Not only will this save you lots of time, money, and headaches by identifying any areas that need to be adjusted, it will provide short term wins for your organization.

3. Leverage Your ERP

Your ERP is the heartbeat of your business. It houses all your business-critical data. It stores and tracks your information on your B2B customers. So why would it not drive the data included in your eCommerce platform?

With ERP integration, you can display customer-specific information and provide visibility into their entire transaction history. Likewise, you can display real-time information on inventory to ensure your eCommerce site doesn't become a bottleneck for your fulfillment team by generating a stockpile of backorders. 
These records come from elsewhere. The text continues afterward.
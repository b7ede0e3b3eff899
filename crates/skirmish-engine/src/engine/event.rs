use std::fmt;

use crate::{CombatantId, EndReason};

/// Notifications published by an [`Arena`](crate::Arena) to its subscribers.
#[derive(Debug, Clone, Copy, PartialEq)]
pub enum ArenaEvent {
    Damaged {
        victim: CombatantId,
        attacker: Option<CombatantId>,
        amount: f32,
    },
    Died {
        victim: CombatantId,
        killer: Option<CombatantId>,
    },
    /// The gate closed; `episode` is the index of the episode that just ended.
    EpisodeEnded { episode: u64, reason: EndReason },
    /// The episode counter advanced; the next episode starts once the reset finishes.
    EpisodeReset { episode: u64 },
}

#[derive(Debug, Clone, Copy, PartialEq, Eq, Hash, derive_more::Display)]
#[display("subscription {_0}")]
pub struct SubscriptionId(u64);

type Handler = Box<dyn FnMut(&ArenaEvent)>;

/// Explicit publish/subscribe registry.
///
/// Handlers receive events until they are unsubscribed with the id returned by
/// [`EventBus::subscribe`].
#[derive(Default)]
pub struct EventBus {
    next_id: u64,
    handlers: Vec<(SubscriptionId, Handler)>,
}

impl fmt::Debug for EventBus {
    fn fmt(&self, f: &mut fmt::Formatter<'_>) -> fmt::Result {
        f.debug_struct("EventBus")
            .field("subscribers", &self.handlers.len())
            .finish_non_exhaustive()
    }
}

impl EventBus {
    #[must_use]
    pub fn new() -> Self {
        Self::default()
    }

    pub fn subscribe<F>(&mut self, handler: F) -> SubscriptionId
    where
        F: FnMut(&ArenaEvent) + 'static,
    {
        let id = SubscriptionId(self.next_id);
        self.next_id += 1;
        self.handlers.push((id, Box::new(handler)));
        id
    }

    /// Returns `false` if the subscription was not registered.
    pub fn unsubscribe(&mut self, id: SubscriptionId) -> bool {
        let before = self.handlers.len();
        self.handlers.retain(|(handler_id, _)| *handler_id != id);
        self.handlers.len() != before
    }

    #[must_use]
    pub fn subscriber_count(&self) -> usize {
        self.handlers.len()
    }

    pub fn publish(&mut self, event: &ArenaEvent) {
        for (_, handler) in &mut self.handlers {
            handler(event);
        }
    }
}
Also, the goal of any eCommerce site is to increase (or streamline) your sales volume - but without integration all of those orders you generate must be manually rekeyed by your internal staff. Talk about an unnecessary pain!

4. Focus on Adoption

The classic movie Field of Dreams delivered us the quote "if you build it, they will come", but sadly this doesn't always apply in eCommerce.

82% of B2B buyers want the same experience when making business purchases as they have in their personal life, making it clear that B2B buyers want a B2C experience. And with the COVID-19 pandemic further driving consumer behavior online, this is only becoming more prevalent. 

So when evaluating your eCommerce strategy you must focus on adoption, and by following the steps outlined above you drastically increase the likelihood of adoption. Your eCommerce solution should provide an experience focused on both winning new business, and better servicing your existing customer base. 

Over the years we've learned that if you build it the right way, they will most certainly come.